Thursday 27 July 2023

I Am Always With You:The Sixth Commandment.

The Sixth Commandment (BBC1/iPlayer, written and created by Sarah Phelps and directed by Saul Dibb) is true crime for grown ups. It's incredibly sensitively handled, there's no gore and there's no violence, but yet it's utterly compelling from the first to last minute. You'll struggle not to binge watch a programme that is, essentially, a masterclass in how to tackle this kind of subject matter.

Peter Farquhar (Timothy Spall) is an inspirational teacher at Stowe school in Buckinghamshire who lives in Maids Moreton, a quiet village nearby. A much loved man, he is reaching retirement age and is working on a book. He is also gay but he's so repressed, and so afraid the church he attends and serves as a lay preacher for will disown him, that he never acts on his impulses. He won't even look at pornography. He simply desires "to hold and to be held". He can cope with the celibacy but he is desperately lonely and years for intimacy.

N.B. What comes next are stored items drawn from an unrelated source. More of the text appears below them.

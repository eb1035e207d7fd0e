//! Minute-tick delivery of due reminders.

use chrono::{DateTime, NaiveDateTime, TimeDelta, Utc};
use cron::Schedule;
use std::str::FromStr;
use std::sync::Arc;
use tokio::sync::Notify;
use tokio::task::JoinHandle;
use tracing::{error, info, warn};

use crate::reminders::clock::Clock;
use crate::reminders::database::Database;
use crate::reminders::telegram::{Delivery, Messenger};

/// Second zero of every minute (cron crate 7-field format).
const EVERY_MINUTE: &str = "0 * * * * * *";

/// Failed sends after which a reminder is dropped.
pub const MAX_DELIVERY_ATTEMPTS: u32 = 10;

pub fn delivery_text(text: &str) -> String {
    format!("REMINDER!\n{text}")
}

/// Counts from a single tick.
#[derive(Debug, Clone, Copy, Default, PartialEq, Eq)]
pub struct TickReport {
    pub delivered: usize,
    /// Kept for a retry on the next tick.
    pub failed: usize,
    /// Dropped after `MAX_DELIVERY_ATTEMPTS` failures.
    pub abandoned: usize,
}

/// Finds reminders due at the current minute, delivers and removes them.
pub struct Scheduler {
    database: Arc<Database>,
    messenger: Arc<dyn Messenger>,
    clock: Clock,
    /// Also pick up reminders whose minute already passed.
    catch_up_missed: bool,
}

impl Scheduler {
    pub fn new(database: Arc<Database>, messenger: Arc<dyn Messenger>, clock: Clock) -> Self {
        Self {
            database,
            messenger,
            clock,
            catch_up_missed: false,
        }
    }

    pub fn with_catch_up(mut self, catch_up_missed: bool) -> Self {
        self.catch_up_missed = catch_up_missed;
        self
    }

    /// Run one tick for `minute`.
    ///
    /// A task is deleted once its delivery succeeded. A failed task stays
    /// stored and every later tick retries it, until it has failed
    /// `MAX_DELIVERY_ATTEMPTS` times and is dropped.
    pub async fn tick_at(&self, minute: NaiveDateTime) -> TickReport {
        let due = if self.catch_up_missed {
            self.database.find_due(minute)
        } else {
            self.database.find_for_tick(minute)
        };

        let due = match due {
            Ok(tasks) => tasks,
            Err(e) => {
                error!("Failed to load due reminders for {}: {}", minute, e);
                return TickReport::default();
            }
        };

        let mut report = TickReport::default();
        if due.is_empty() {
            return report;
        }

        info!("Firing {} due reminder(s) for {}", due.len(), minute);

        for task in due {
            match self.messenger.send_text(task.chat_id, &delivery_text(&task.notification_text)).await {
                Delivery::Delivered => {
                    report.delivered += 1;
                    match self.database.delete(task.id) {
                        Ok(true) => info!("Sent reminder #{} to chat {}", task.id, task.chat_id),
                        Ok(false) => warn!("Reminder #{} was already gone after delivery", task.id),
                        Err(e) => error!("Failed to delete delivered reminder #{}: {}", task.id, e),
                    }
                }
                Delivery::Failed(reason) => match self.database.record_failed_delivery(task.id) {
                    Ok(attempts) if attempts >= MAX_DELIVERY_ATTEMPTS => {
                        report.abandoned += 1;
                        warn!("Dropping reminder #{} after {} failed deliveries: {}", task.id, attempts, reason);
                        if let Err(e) = self.database.delete(task.id) {
                            error!("Failed to delete abandoned reminder #{}: {}", task.id, e);
                        }
                    }
                    Ok(attempts) => {
                        report.failed += 1;
                        warn!("Keeping reminder #{} for retry (attempt {}): {}", task.id, attempts, reason);
                    }
                    Err(e) => {
                        report.failed += 1;
                        error!("Failed to record failed delivery of reminder #{}: {}", task.id, e);
                    }
                },
            }
        }

        report
    }

    /// Spawn the tick loop. Ticks run one after another, never overlapping.
    pub fn start(self) -> SchedulerHandle {
        self.start_after(Utc::now())
    }

    /// Spawn the tick loop with the first tick at the first minute boundary
    /// after `after`. Every boundary gets its own tick: minutes that passed
    /// while a tick ran (or before `after` caught up with now) are ticked
    /// back to back.
    pub fn start_after(self, after: DateTime<Utc>) -> SchedulerHandle {
        let cancel = Arc::new(Notify::new());
        let cancel_clone = cancel.clone();

        let task = tokio::spawn(async move {
            let schedule = match Schedule::from_str(EVERY_MINUTE) {
                Ok(s) => s,
                Err(e) => {
                    error!("Invalid tick schedule: {}", e);
                    return;
                }
            };

            info!(
                "Scheduler started (timezone {}, catch-up {})",
                self.clock.timezone(),
                if self.catch_up_missed { "on" } else { "off" }
            );

            let mut last_fired = after;
            let mut lagging = false;

            loop {
                let Some(fire_at) = schedule.after(&last_fired).next() else {
                    error!("Tick schedule has no future occurrence");
                    return;
                };

                let behind = Utc::now() - fire_at;
                if behind >= TimeDelta::minutes(1) {
                    if !lagging {
                        warn!("Ticks are {} minute(s) behind, catching up from {}", behind.num_minutes(), fire_at);
                        lagging = true;
                    }
                } else if lagging {
                    info!("Ticks caught up");
                    lagging = false;
                }

                let wait = (fire_at - Utc::now()).to_std().unwrap_or_default();

                tokio::select! {
                    biased;

                    _ = cancel_clone.notified() => {
                        info!("Scheduler stopped");
                        return;
                    }
                    _ = tokio::time::sleep(wait) => {
                        // The fire instant, not the wake-up instant, names the minute
                        self.tick_at(self.clock.minute_of(fire_at)).await;
                        last_fired = fire_at;
                    }
                }
            }
        });

        SchedulerHandle { cancel, task }
    }
}

/// Owns the running tick loop.
pub struct SchedulerHandle {
    cancel: Arc<Notify>,
    task: JoinHandle<()>,
}

impl SchedulerHandle {
    /// Stop the loop after the current tick (if any) and wait for it.
    pub async fn shutdown(self) {
        self.cancel.notify_one();
        if let Err(e) = self.task.await {
            warn!("Scheduler task ended abnormally: {}", e);
        }
    }
}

Into his life comes charismatic, confident, and handsome student Ben Field (Eanna Hardwicke). Peter sees Ben as clever, enthusiastic, and delightful and he can barely stop talking about him. Ben starts to worm his way into Peter's life and Peter, happily, lets him do so. Ben's friend Martyn (Conor MacNeill) moves in to Peter's house as a lodger and Ben writes Peter a poem and begins to attend church with him.

Soon enough, Ben tells Peter he's fallen in love with him and Peter replies in kind. But the title of the programme should make it abundantly clear that all will not go smoothly. It doesn't. Peter's bliss, Peter's happiness, at finally finding love will not last forever. Or very long at all.

Ben brings Peter breakfast in bed while Peter changes his will to make Ben the main beneficiary. Then, as quickly as he fell in love, Peter falls ill and falls down the stairs. Peter does a lot of falling. But things soon get much much worse. Things get as bad as they possibly can.

Ann Moore-Martin (Anne Reid) is a near neighbour of Peter and Ben. A retired headteacher and, like Peter, a deeply religious person, she lives alone with her little dog Rosie. When Rosie dies, Ben sends Ann a card and soon he begins to inveigle his way into her life too. His creepy behaviour around older people put me in mind of Sting's Martin Taylor in Dennis Potter's Brimstone And Treacle.


Despite the huge age gap they end up in a relationship of sorts and it's not long before Ann, like Peter before her, starts having dizzy spells. Ann's niece, Ann-Marie Blake (Annabel Scholey), becomes suspicious of Ben's intentions and behaviour but Ann-Marie's husband, Simon (Ben Bailey Smith), dismisses her concerns. Ben's only being neighbourly, helping out around the house, giving Ann lifts to church. It's what any good neighbour would do.

But it's apparent to us, the viewers, from very early on that Ben's motivations are not benevolent. The drama comes in waiting for others to see that, wondering when scales will fall from eyes. Ben's malicious behaviour is made all the more disquieting by the fact all his interactions are carried out quietly, serenely, with all the grace of a deeply spiritual man. Or, indeed, a cult leader. When Peter's brother, Ian (Adrian Rawlins), and his wife, Sue (Amanda Root), are confronted with the terrible reality of the situation your heart sinks with theirs.


And what of Martyn? Is he Ben's accomplice in all this or is he simply another one of his victims? Has he been taken in by Ben? In many ways, Martyn is crucial to understanding what's going on but Martyn himself, a failed magician, doesn't give much away.

To get to the bottom of it all, we're taken on a tense, chilling, eerie, sometimes even frightening journey that takes in God delusions, communion wafers, creepy messages written on mirrors, smoothies, swingball, giddy spells, University Challenge, gaslighting, and, ultimately, Thames Valley Police in the form of DS Natalie Golding (Anna Crilly) and DCI Mark Glover (Jonathan Aris).

About halfway through the drama partly becomes a police procedural and, after that, we move to the court room. That's fine. I love police procedurals and court room dramas and here they are both done exceptionally well. That's testament to an absolutely brilliant cast (honourable mention to Sheila Hancock who plays another of Peter's neighbours, Liz) and outstanding central performances from Spall, Hardwicke, and Reid. My friend Adam described Spall, not unreasonably, as "a national treasure" and it's true. If he was a building he'd have been listed by now.

The Sixth Commandment is beautifully shot, there is space for the story to breathe and for the characters to develop but it's never too slow. In fact it's just the right pace. Almost every scene is permeated with a foreboding atmosphere that seems very much in keeping with its dark subject matter.

Ultimately, The Sixth Commandment deals with a man with a messiah complex so deadly it has turned him into a monster. A man who prayed with, and then preyed on, some of the kindest, loneliest, and most vulnerable people he could find. By the end you'll be desperate for justice to be served. But will it be?